Everything but stability, anyway.

The Lakers’ blood rivals will always be the Celtics. Nux has put together a rotation of these fossils over the past 48 years, the Bulls for a time, then the pesers, then the Heat… and then their own slaps for the better part of 20 years. The Lakers and Nucks have rarely been good since 1973 at the same time.

But here they are both 38–30, both fighting for control of their postmortem destiny. LeBron James remained fully rehearsed on Monday, though Lakers coach Frank Vogel would not ask to be sure if King would grace the game with his presence.

“We did some drill work, some controlled scrimmage and a small full scrimmage and he did it all,” Vogue explained. “One day at a time.”

Nix vs lakers lebron james
LeBron James (R.) could return to the Lakers on Tuesday against Julius Randall (L.) and The Knicks.

Yet, even if Lebron sits – or, more likely, if he plays and only 15-20 minutes to go – the Lakers still have Anthony Davis. They still figure in one of their more inspired efforts of the season, 123–110 humbling of a high-flying Suns team coming two nights earlier from the Knicks ’crush. And when Davis indicated that he is excited at the prospect of actually participating in a play-in, which seems to be a lonely Lakers voice. They should win.

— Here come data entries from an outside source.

//! Translation of fallback transcripts into the target language.
//!
//! Long text is word-wrapped into pieces no longer than `max_chars`, each piece
//! is language-detected and translated independently with bounded concurrency,
//! and the results are re-joined in their original order.

mod detect;
mod google;

pub use detect::{language_name, WhatlangDetector};
pub use google::GoogleTranslator;

use crate::error::Result;
use async_trait::async_trait;
use futures::stream::{self, StreamExt};
use std::sync::Arc;
use tracing::{debug, instrument, warn};

/// Source language passed to the translator when detection fails.
pub const AUTO_DETECT: &str = "auto";

/// Trait for translation backends.
#[async_trait]
pub trait Translator: Send + Sync {
    /// Translate `text` from `source` (or [`AUTO_DETECT`]) into `target`.
    async fn translate(&self, text: &str, source: &str, target: &str) -> Result<String>;
}

/// Trait for language identification.
pub trait LanguageDetector: Send + Sync {
    /// Detect the language of `text` as a lowercase language code.
    fn detect(&self, text: &str) -> Option<String>;
}

/// Split text into whitespace-delimited pieces of at most `max_chars` characters.
///
/// Words are never split unless a single word is longer than `max_chars`, in
/// which case it is broken into `max_chars`-sized parts.
pub fn split_into_pieces(text: &str, max_chars: usize) -> Vec<String> {
    let max_chars = max_chars.max(1);
    let mut pieces = Vec::new();
    let mut current = String::new();
    let mut current_len = 0;

    for word in text.split_whitespace() {
        let word_len = word.chars().count();

        if word_len > max_chars {
            if !current.is_empty() {
                pieces.push(std::mem::take(&mut current));
            }
            let chars: Vec<char> = word.chars().collect();
            let mut parts: Vec<String> = chars.chunks(max_chars).map(|c| c.iter().collect()).collect();
            current = parts.pop().unwrap_or_default();
            current_len = current.chars().count();
            pieces.extend(parts);
            continue;
        }

        if current.is_empty() {
            current.push_str(word);
            current_len = word_len;
        } else if current_len + 1 + word_len > max_chars {
            pieces.push(std::mem::replace(&mut current, word.to_string()));
            current_len = word_len;
        } else {
            current.push(' ');
            current.push_str(word);
            current_len += 1 + word_len;
        }
    }

    if !current.is_empty() {
        pieces.push(current);
    }

    pieces
}

/// Translates long text piece by piece with a bounded number of requests in flight.
pub struct ParallelTranslator {
    translator: Arc<dyn Translator>,
    detector: Arc<dyn LanguageDetector>,
    max_chars: usize,
    max_workers: usize,
}

impl ParallelTranslator {
    pub fn new(translator: Arc<dyn Translator>, detector: Arc<dyn LanguageDetector>) -> Self {
        Self {
            translator,
            detector,
            max_chars: 1500,
            max_workers: 5,
        }
    }

    pub fn with_max_chars(mut self, max_chars: usize) -> Self {
        self.max_chars = max_chars.max(1);
        self
    }

    pub fn with_max_workers(mut self, max_workers: usize) -> Self {
        self.max_workers = max_workers.max(1);
        self
    }

    /// Translate one piece. Never fails: on any translation error the piece is
    /// returned unchanged.
    pub async fn translate_piece(&self, piece: &str, target: &str) -> String {
        let source = match self.detector.detect(piece) {
            Some(lang) => lang.to_lowercase(),
            None => {
                debug!("Language detection failed, letting the translator detect it");
                AUTO_DETECT.to_string()
            }
        };

        if source == target {
            return piece.to_string();
        }

        match self.translator.translate(piece, &source, target).await {
            Ok(translated) if !translated.trim().is_empty() => translated,
            Ok(_) => {
                warn!("Translator returned empty text, keeping original piece");
                piece.to_string()
            }
            Err(e) => {
                warn!("Translation failed, keeping original piece: {}", e);
                piece.to_string()
            }
        }
    }

    /// Translate arbitrarily long text into `target`, preserving piece order.
    #[instrument(skip(self, text), fields(chars = text.len()))]
    pub async fn translate_text(&self, text: &str, target: &str) -> String {
        let pieces = split_into_pieces(text, self.max_chars);
        if pieces.is_empty() {
            return String::new();
        }

        debug!(
            "Translating {} pieces with up to {} workers",
            pieces.len(),
            self.max_workers
        );

        let mut results: Vec<(usize, String)> = stream::iter(pieces.into_iter().enumerate())
            .map(|(idx, piece)| async move {
                let translated = self.translate_piece(&piece, target).await;
                (idx, translated)
            })
            .buffer_unordered(self.max_workers)
            .collect()
            .await;

        results.sort_by_key(|(idx, _)| *idx);

        results
            .into_iter()
            .map(|(_, text)| text)
            .collect::<Vec<_>>()
            .join(" ")
    }
}

#[cfg(test)]
mod tests {
    use super::*;
    use crate::testing::{FixedDetector, TaggingTranslator};
    use std::sync::atomic::{AtomicUsize, Ordering};
    use std::time::Duration;

    #[test]
    fn test_split_respects_limit_and_words() {
        let text = "the quick brown fox jumps over the lazy dog";
        let pieces = split_into_pieces(text, 10);

        assert_eq!(pieces, vec!["the quick", "brown fox", "jumps over", "the lazy", "dog"]);
        assert!(pieces.iter().all(|p| p.chars().count() <= 10));
        assert_eq!(pieces.join(" "), text);
    }

    #[test]
    fn test_split_counts_characters_not_bytes() {
        let text = "नमस्ते दुनिया नमस्ते";
        let pieces = split_into_pieces(text, 13);
        assert_eq!(pieces, vec!["नमस्ते दुनिया", "नमस्ते"]);
    }

    #[test]
    fn test_split_breaks_long_words() {
        let pieces = split_into_pieces("ab abcdefghij cd", 4);
        assert_eq!(pieces, vec!["ab", "abcd", "efgh", "ij", "cd"]);
        assert!(pieces.iter().all(|p| p.chars().count() <= 4));
    }

    #[test]
    fn test_split_empty_text() {
        assert!(split_into_pieces("", 100).is_empty());
        assert!(split_into_pieces("   \n\t ", 100).is_empty());
    }

    #[test]
    fn test_piece_in_target_language_is_not_sent() {
        let translator = Arc::new(TaggingTranslator::default());
        let parallel = ParallelTranslator::new(translator.clone(), Arc::new(FixedDetector::new(Some("en"))));

        let out = tokio_test::block_on(parallel.translate_piece("already english", "en"));
        assert_eq!(out, "already english");
        assert_eq!(translator.calls(), 0);
    }

    #[tokio::test]
    async fn test_detection_failure_uses_auto() {
        let parallel = ParallelTranslator::new(
            Arc::new(TaggingTranslator::default()),
            Arc::new(FixedDetector::new(None)),
        );

        let out = parallel.translate_piece("???", "en").await;
        assert_eq!(out, "<auto:en>???");
    }

    #[tokio::test]
    async fn test_failed_piece_is_kept() {
        let parallel = ParallelTranslator::new(
            Arc::new(TaggingTranslator::default()),
            Arc::new(FixedDetector::new(Some("hi"))),
        )
        .with_max_chars(8);

        let out = parallel.translate_text("एक दो FAIL तीन", "en").await;
        assert_eq!(out, "<hi:en>एक दो FAIL तीन");

        let out = parallel.translate_text("एक FAIL तीन चार", "en").await;
        assert_eq!(out, "एक FAIL <hi:en>तीन चार");
    }

    /// Translator whose latency decreases with piece index, so completion
    /// order is the reverse of submission order.
    struct SlowFirstTranslator {
        in_flight: AtomicUsize,
        peak: AtomicUsize,
    }

    #[async_trait]
    impl Translator for SlowFirstTranslator {
        async fn translate(&self, text: &str, _source: &str, _target: &str) -> Result<String> {
            let now = self.in_flight.fetch_add(1, Ordering::SeqCst) + 1;
            self.peak.fetch_max(now, Ordering::SeqCst);

            let idx: u64 = text.trim_start_matches('w').parse().unwrap_or(0);
            tokio::time::sleep(Duration::from_millis(60u64.saturating_sub(idx * 10))).await;

            self.in_flight.fetch_sub(1, Ordering::SeqCst);
            Ok(text.to_uppercase())
        }
    }

    #[tokio::test]
    async fn test_order_preserved_and_workers_bounded() {
        let translator = Arc::new(SlowFirstTranslator {
            in_flight: AtomicUsize::new(0),
            peak: AtomicUsize::new(0),
        });
        let parallel = ParallelTranslator::new(translator.clone(), Arc::new(FixedDetector::new(Some("hi"))))
            .with_max_chars(2)
            .with_max_workers(3);

        let out = parallel.translate_text("w0 w1 w2 w3 w4 w5", "en").await;

        assert_eq!(out, "W0 W1 W2 W3 W4 W5");
        assert!(translator.peak.load(Ordering::SeqCst) <= 3);
    }
}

So do the nicks. Two of them – or another Celtic loss – will keep them clear about a play-in. But they too need to win to remain in the 4/5 series in which they are now projected, and which they would really like for the home court. And this is exactly the kind of game his coach Tom Thibodo has done.

“Everyone is playing for something,” he preached.

and so it is. And so it would be, in Downtown LA, The Knicks and the Lakers, an ancient rivalry gave new life for 48 minutes after 48 years, all on the table for one night of a throwback, anyway. And maybe to preview something, too, somewhere down the line, a year or two from now.